草木为邻
蒲公英
我很羡慕那些会飞的种子,比如蒲公英、柳絮、杨花。
蒲公英,是地里开花较早的。
一开始,花是贴着地面的。慢慢地,红褐色的梗将花托起、举高,直挺挺地立着。
花期,并不长久。花萎了,接着结出果实。
果实就是种子。
蒲公英种子呈褐色,近乎黑,小而轻。
奇特的是,每粒种子上都挂着个张开的伞形绒毛,绒毛在种子外围形成一个洁白的圆球,轻盈,美观。
清明过后,一地蒲公英都结籽了,都擎着一团团伞一样的绒毛。
它们等着一股风吹来。
风来了,绒毛带着种子离开花托,飞到空中。
风中,我曾追着蒲公英跑。它们忽上忽下,忽快忽慢,忽而倾斜,忽而翻转,让我羡慕不已。
很快,蒲公英不见了,我还站在原地。
这种子到底去了哪里,只有蒲公英自己知道。
柳絮、杨花
乡人爱将柳絮叫做柳棉、将杨花叫做杨棉,外观上看,白白的、软软的,还真像棉花。
其实,杨花和柳絮,集中飘飞的也就那么几个春日,洋洋洒洒,漫天像飘舞的雪花。
大门底下、沟渠旁边、墙角里、背风处,几天下来,堆积了一团团柳絮或杨花,像一块块蓬松的棉花糖。

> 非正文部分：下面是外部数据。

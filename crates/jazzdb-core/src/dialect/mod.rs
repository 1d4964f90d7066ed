//! SQL Dialect support.
//!
//! Rendered queries only differ between databases in how parameters are
//! written. Identifiers are always double-quoted, which every supported
//! database accepts.

mod generic;

pub use generic::GenericDialect;

/// Trait for SQL dialect-specific behavior.
pub trait Dialect: Send + Sync {
    /// Returns the name of the dialect.
    fn name(&self) -> &'static str;

    /// Returns the placeholder for the parameter at `index` (zero-based).
    fn placeholder(&self, index: usize) -> String {
        format!("${}", index + 1)
    }
}
//! Records read from and written to a model.

use std::collections::BTreeMap;
use std::sync::Arc;

use jazzdb_core::query::FilterValue;
use jazzdb_core::schema::{FieldDescriptor, Schema};
use jazzdb_core::SqlValue;

use crate::relation::Relation;

/// The value of one record field.
#[derive(Debug, Clone, PartialEq)]
pub enum FieldValue {
    /// A column value, or a raw foreign key on a hasOne field.
    Value(SqlValue),
    /// A related record on a hasOne field.
    Object(Arc<Record>),
    /// Related records on a hasMany field.
    Objects(Vec<Arc<Record>>),
    /// A lazily fetched relation, as found on fetched records.
    Relation(Relation),
}

jazzdb_core::impl_from_scalars!(FieldValue, FieldValue::Value);

impl From<Record> for FieldValue {
    fn from(record: Record) -> Self {
        Self::Object(Arc::new(record))
    }
}

impl From<Arc<Record>> for FieldValue {
    fn from(record: Arc<Record>) -> Self {
        Self::Object(record)
    }
}

impl From<Vec<Record>> for FieldValue {
    fn from(records: Vec<Record>) -> Self {
        Self::Objects(records.into_iter().map(Arc::new).collect())
    }
}

impl From<Relation> for FieldValue {
    fn from(relation: Relation) -> Self {
        Self::Relation(relation)
    }
}

/// A row of a model.
///
/// ```
/// use jazzdb_orm::Record;
///
/// let class = Record::new("class").with("name", "Year 3").with("teacher", "Sam");
/// assert_eq!(class.value("name").and_then(|v| v.as_str()), Some("Year 3"));
/// ```
#[derive(Debug, Clone, PartialEq)]
pub struct Record {
    model: String,
    fields: BTreeMap<String, FieldValue>,
}

impl Record {
    /// Creates an empty record of `model`.
    #[must_use]
    pub fn new(model: &str) -> Self {
        Self {
            model: model.to_string(),
            fields: BTreeMap::new(),
        }
    }

    /// Sets a field.
    #[must_use]
    pub fn with(mut self, field: &str, value: impl Into<FieldValue>) -> Self {
        self.set(field, value);
        self
    }

    /// Sets a field in place.
    pub fn set(&mut self, field: &str, value: impl Into<FieldValue>) -> &mut Self {
        self.fields.insert(field.to_string(), value.into());
        self
    }

    /// Removes a field, returning its value.
    pub fn remove(&mut self, field: &str) -> Option<FieldValue> {
        self.fields.remove(field)
    }

    /// Model the record belongs to.
    #[must_use]
    pub fn model(&self) -> &str {
        &self.model
    }

    /// Returns a field.
    #[must_use]
    pub fn get(&self, field: &str) -> Option<&FieldValue> {
        self.fields.get(field)
    }

    /// Returns a plain value field.
    #[must_use]
    pub fn value(&self, field: &str) -> Option<&SqlValue> {
        match self.fields.get(field) {
            Some(FieldValue::Value(value)) => Some(value),
            _ => None,
        }
    }

    /// Returns a relation field of a fetched record.
    #[must_use]
    pub fn relation(&self, field: &str) -> Option<&Relation> {
        match self.fields.get(field) {
            Some(FieldValue::Relation(relation)) => Some(relation),
            _ => None,
        }
    }

    /// Iterates over fields by name.
    pub fn fields(&self) -> impl Iterator<Item = (&str, &FieldValue)> {
        self.fields.iter().map(|(name, value)| (name.as_str(), value))
    }

    /// Returns only the plain value fields.
    #[must_use]
    pub fn scalars(&self) -> BTreeMap<String, SqlValue> {
        self.fields
            .iter()
            .filter_map(|(name, value)| match value {
                FieldValue::Value(value) => Some((name.clone(), value.clone())),
                _ => None,
            })
            .collect()
    }
}

impl From<&Record> for FilterValue {
    fn from(record: &Record) -> Self {
        FilterValue::Object(record.scalars())
    }
}

/// The foreign key a hasOne field currently points at.
///
/// Reads relations without fetching them. Returns `None` when the value has
/// no key to offer, such as a related record without a primary key.
pub(crate) fn foreign_key(value: &FieldValue, related_key: &str) -> Option<SqlValue> {
    match value {
        FieldValue::Value(value) => Some(value.clone()),
        FieldValue::Object(record) => record.value(related_key).cloned(),
        FieldValue::Relation(relation) => Some(relation.key()),
        FieldValue::Objects(_) => None,
    }
}

/// Reduces a record to the columns written by a save.
///
/// hasMany fields are dropped since they own no column. hasOne fields become
/// the primary key of whatever they point at. Fields the model does not
/// declare are dropped.
pub fn flatten_for_saving(
    record: &Record,
    schema: &Schema,
    model: &str,
) -> jazzdb_core::Result<Vec<(String, SqlValue)>> {
    let model_schema = schema.model_schema(model)?;
    let mut columns = Vec::with_capacity(record.fields.len());

    for (name, value) in &record.fields {
        let Some(descriptor) = model_schema.get(name) else {
            continue;
        };
        match descriptor {
            FieldDescriptor::Scalar(_) => {
                if let FieldValue::Value(value) = value {
                    columns.push((name.clone(), value.clone()));
                }
            }
            FieldDescriptor::HasOne(field) => {
                let related_key = schema.primary_key(&field.related_model)?;
                if let Some(key) = foreign_key(value, related_key) {
                    columns.push((name.clone(), key));
                }
            }
            FieldDescriptor::HasMany(_) => {}
        }
    }

    Ok(columns)
}

#[cfg(test)]
mod tests {
    use super::*;
    use jazzdb_core::schema::ModelSchema;

    fn schema() -> Schema {
        Schema::new()
            .model(
                "class",
                ModelSchema::new()
                    .field("id", FieldDescriptor::primary_key())
                    .field("name", FieldDescriptor::text())
                    .field("students", FieldDescriptor::has_many("student", "class")),
            )
            .model(
                "student",
                ModelSchema::new()
                    .field("id", FieldDescriptor::primary_key())
                    .field("name", FieldDescriptor::text())
                    .field("class", FieldDescriptor::has_one("class")),
            )
    }

    #[test]
    fn test_flatten_replaces_related_object_with_key() {
        let class = Record::new("class").with("id", 3).with("name", "Year 3");
        let student = Record::new("student")
            .with("name", "Alice")
            .with("class", class)
            .with("nickname", "Al");

        let columns = flatten_for_saving(&student, &schema(), "student").expect("flatten");
        assert_eq!(
            columns,
            vec![
                ("class".to_string(), SqlValue::Int(3)),
                ("name".to_string(), SqlValue::Text("Alice".into())),
            ]
        );
    }

    #[test]
    fn test_flatten_drops_has_many() {
        let class = Record::new("class")
            .with("name", "Year 3")
            .with("students", vec![Record::new("student").with("id", 1)]);

        let columns = flatten_for_saving(&class, &schema(), "class").expect("flatten");
        assert_eq!(columns, vec![("name".to_string(), SqlValue::Text("Year 3".into()))]);
    }

    #[test]
    fn test_record_as_filter_value() {
        let class = Record::new("class").with("id", 5).with("name", "Year 5");
        let FilterValue::Object(object) = FilterValue::from(&class) else {
            panic!("expected an object");
        };
        assert_eq!(object.get("id"), Some(&SqlValue::Int(5)));
    }
}
//! Resolution of `a__b__c` field paths into columns and joins.

use std::fmt;

use crate::error::{QueryError, Result};
use crate::schema::{FieldDescriptor, Schema};

/// Separator between path segments and before an operator suffix.
pub const PATH_SEPARATOR: &str = "__";

/// A column of the root model or of a joined table.
#[derive(Debug, Clone, PartialEq, Eq, Hash)]
pub struct ColumnRef {
    /// Name the table is addressed by: the model name, or a join alias.
    pub model: String,
    /// Field (column) name.
    pub field: String,
}

impl ColumnRef {
    /// Creates a column reference.
    pub fn new(model: impl Into<String>, field: impl Into<String>) -> Self {
        Self {
            model: model.into(),
            field: field.into(),
        }
    }
}

impl fmt::Display for ColumnRef {
    fn fmt(&self, f: &mut fmt::Formatter<'_>) -> fmt::Result {
        write!(f, "{}.{}", self.model, self.field)
    }
}

/// Joins `model` on `local = remote`.
///
/// A join is identified by its relationship path. When the table is already
/// in the query under its own name, the join is aliased with the path.
#[derive(Debug, Clone, PartialEq, Eq, Hash)]
pub struct Join {
    /// Model being joined.
    pub model: String,
    /// Name the joined table is addressed by.
    pub alias: String,
    /// Relationship path from the root model, e.g. `class__students`.
    pub path: String,
    /// Column on the already joined side.
    pub local: ColumnRef,
    /// Column on `model`.
    pub remote: ColumnRef,
}

impl Join {
    /// Returns true when the table is addressed by an alias.
    #[must_use]
    pub fn is_aliased(&self) -> bool {
        self.alias != self.model
    }
}

/// Result of walking a path through the schema.
#[derive(Debug, Clone, PartialEq, Eq)]
pub(crate) struct ResolvedPath {
    /// Column the path ends on.
    pub column: ColumnRef,
    /// Model the column belongs to.
    pub model: String,
    /// Joins needed to reach `column`, in order.
    pub joins: Vec<Join>,
    /// Whether the last segment named a relationship.
    pub relationship: bool,
}

/// Splits a path into its segments.
pub(crate) fn split(path: &str) -> Vec<&str> {
    path.split(PATH_SEPARATOR).collect()
}

/// Picks the name a join on `path` is addressed by.
///
/// Reuses the alias of a join already registered for `path`. Otherwise the
/// model name is used unless something else in the query is addressed by it.
fn alias_for(
    model: &str,
    path: &str,
    root: &str,
    existing: &[Join],
    pending: &[Join],
) -> String {
    if let Some(join) = existing.iter().find(|join| join.path == path) {
        return join.alias.clone();
    }
    let taken = model == root
        || existing
            .iter()
            .chain(pending)
            .any(|join| join.alias == model);
    if taken {
        path.to_string()
    } else {
        model.to_string()
    }
}

/// Walks `segments` starting at `model`.
///
/// Every segment but the last must be a relationship; each one adds a join
/// and moves on to the related model. The last segment is the column. If it
/// names a relationship the related model is joined as well and its primary
/// key becomes the column. `existing` holds the joins the query already has.
pub(crate) fn resolve(
    schema: &Schema,
    model: &str,
    segments: &[&str],
    existing: &[Join],
) -> Result<ResolvedPath> {
    let mut current = model.to_string();
    let mut reference = model.to_string();
    let mut joins: Vec<Join> = Vec::new();

    for (index, segment) in segments.iter().enumerate() {
        let last = index + 1 == segments.len();
        let field = schema.field(&current, segment)?;

        let (related, local_field, remote_field) = match field {
            FieldDescriptor::Scalar(_) if last => {
                return Ok(ResolvedPath {
                    column: ColumnRef::new(reference, *segment),
                    model: current,
                    joins,
                    relationship: false,
                });
            }
            FieldDescriptor::Scalar(_) => {
                return Err(QueryError::NotARelationship {
                    model: current,
                    field: (*segment).to_string(),
                });
            }
            FieldDescriptor::HasOne(has_one) => (
                has_one.related_model.as_str(),
                (*segment).to_string(),
                schema.primary_key(&has_one.related_model)?.to_string(),
            ),
            FieldDescriptor::HasMany(has_many) => (
                has_many.related_model.as_str(),
                schema.primary_key(&current)?.to_string(),
                has_many.related_field.clone(),
            ),
        };

        let path = segments[..=index].join(PATH_SEPARATOR);
        let alias = alias_for(related, &path, model, existing, &joins);
        let join = Join {
            model: related.to_string(),
            local: ColumnRef::new(reference.as_str(), local_field),
            remote: ColumnRef::new(alias.as_str(), remote_field),
            alias: alias.clone(),
            path,
        };

        current = join.model.clone();
        reference = alias;
        joins.push(join);
    }

    let key = schema.primary_key(&current)?.to_string();
    Ok(ResolvedPath {
        column: ColumnRef::new(reference, key),
        model: current,
        joins,
        relationship: true,
    })
}

#[cfg(test)]
mod tests {
    use super::*;
    use crate::schema::ModelSchema;

    fn schema() -> Schema {
        Schema::new()
            .model(
                "class",
                ModelSchema::new()
                    .field("id", FieldDescriptor::primary_key())
                    .field("name", FieldDescriptor::text())
                    .field("students", FieldDescriptor::has_many("student", "class")),
            )
            .model(
                "student",
                ModelSchema::new()
                    .field("id", FieldDescriptor::primary_key())
                    .field("age", FieldDescriptor::integer())
                    .field("class", FieldDescriptor::has_one("class")),
            )
    }

    fn join(model: &str, path: &str, local: ColumnRef, remote_field: &str) -> Join {
        Join {
            model: model.into(),
            alias: model.into(),
            path: path.into(),
            local,
            remote: ColumnRef::new(model, remote_field),
        }
    }

    #[test]
    fn test_scalar_path() {
        let resolved = resolve(&schema(), "class", &["name"], &[]).expect("resolves");
        assert_eq!(resolved.column, ColumnRef::new("class", "name"));
        assert_eq!(resolved.model, "class");
        assert!(resolved.joins.is_empty());
        assert!(!resolved.relationship);
    }

    #[test]
    fn test_has_many_then_scalar() {
        let resolved = resolve(&schema(), "class", &["students", "age"], &[]).expect("resolves");
        assert_eq!(resolved.column, ColumnRef::new("student", "age"));
        assert_eq!(
            resolved.joins,
            vec![join("student", "students", ColumnRef::new("class", "id"), "class")]
        );
    }

    #[test]
    fn test_terminal_relationship_uses_primary_key() {
        let resolved = resolve(&schema(), "student", &["class"], &[]).expect("resolves");
        assert_eq!(resolved.column, ColumnRef::new("class", "id"));
        assert!(resolved.relationship);
        assert_eq!(
            resolved.joins,
            vec![join("class", "class", ColumnRef::new("student", "class"), "id")]
        );
    }

    #[test]
    fn test_returning_to_a_joined_model_is_aliased() {
        let resolved =
            resolve(&schema(), "student", &["class", "students", "age"], &[]).expect("resolves");
        assert_eq!(resolved.column, ColumnRef::new("class__students", "age"));
        assert_eq!(resolved.model, "student");

        let back = &resolved.joins[1];
        assert_eq!(back.model, "student");
        assert_eq!(back.alias, "class__students");
        assert!(back.is_aliased());
        assert_eq!(back.local, ColumnRef::new("class", "id"));
        assert_eq!(back.remote, ColumnRef::new("class__students", "class"));

        let segments = ["class", "students", "class", "name"];
        let again = resolve(&schema(), "student", &segments, &resolved.joins).expect("resolves");
        assert_eq!(again.joins[..2], resolved.joins[..]);
        assert_eq!(again.joins[2].alias, "class__students__class");
        assert_eq!(again.column, ColumnRef::new("class__students__class", "name"));
    }

    #[test]
    fn test_errors() {
        assert!(matches!(
            resolve(&schema(), "class", &["name", "age"], &[]),
            Err(QueryError::NotARelationship { field, .. }) if field == "name"
        ));
        assert!(matches!(
            resolve(&schema(), "class", &["students", "missing"], &[]),
            Err(QueryError::UnknownField { model, field }) if model == "student" && field == "missing"
        ));
    }
}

调皮的孩子见了,拿了火机,蹲下身来,趁有风之时,去点。
一阵风吹过,这火球,便随地打滚,引得孩子们互相追逐、嬉笑。
人们说,种子烧不死,被烧掉的只是种子的外包装而已。
烧过之后,你俯身看看,地上一片黑色的小小籽粒,那就是杨柳的种子。
或许,来年,那里就有新芽萌发。
没人知道一粒种子会飞多远,因为没有人知道一场风会刮多远,一只鸟会飞多远,一条河能流多远。
种子神奇,大地安详。
蒲草
天一放暖,我就有种想到河里洗澡的冲动,就想到那条曾在我童年记忆中奔流不息的大河,就想起很多长在水中的水草。
比如,蒲草。
芦苇、苲草、蒲草,水蛇、游鱼、水鸟,闭上眼,一切如在眼前,又恍如隔世。
没人去种植、去喂养什么,有水的地方,就有神秘的生命存在。
一直以来,蒲草,就和芦苇和谐相生。一岁一枯荣,给乡人带来很多意外之喜。
春来万物发,丛丛蒲草从水底滋滋冒出水面,遍身碧绿,密密匝匝,林立于水面之上。深秋之际,蒲草茎秆上端就会生出艳丽的蒲棒来,似圆柱体,内如棉絮状。越到深秋,蒲棒越是膨大,颜色渐深,淡黄、棕黄直至绛黄。据说,这东西还是种中药材,有消炎止血、抑菌退肿之效。
翩飞的水鸟,常常会把丛生的蒲草当做停歇的月台。
蒲棒是蒲草的种子,成熟之时,寒风渐起,种子随风飘散四方。来年,便有无数幼小新生从四面八方开始新的跋涉。
蒲草成熟后,从水里割了来,晾晒一番,便可加工成蒲草苫子、坐垫、席子等。蒲席轻盈耐用、透气性好,曾经拖着我们沉重的肉身,带给我们无数舒适的睡眠。
我童年时就熟练掌握的游泳技能,已严重退化,很难找到一方干净的水塘了。水少了,蒲草也不多见了。
念想,很多东西慢慢的只剩了念想。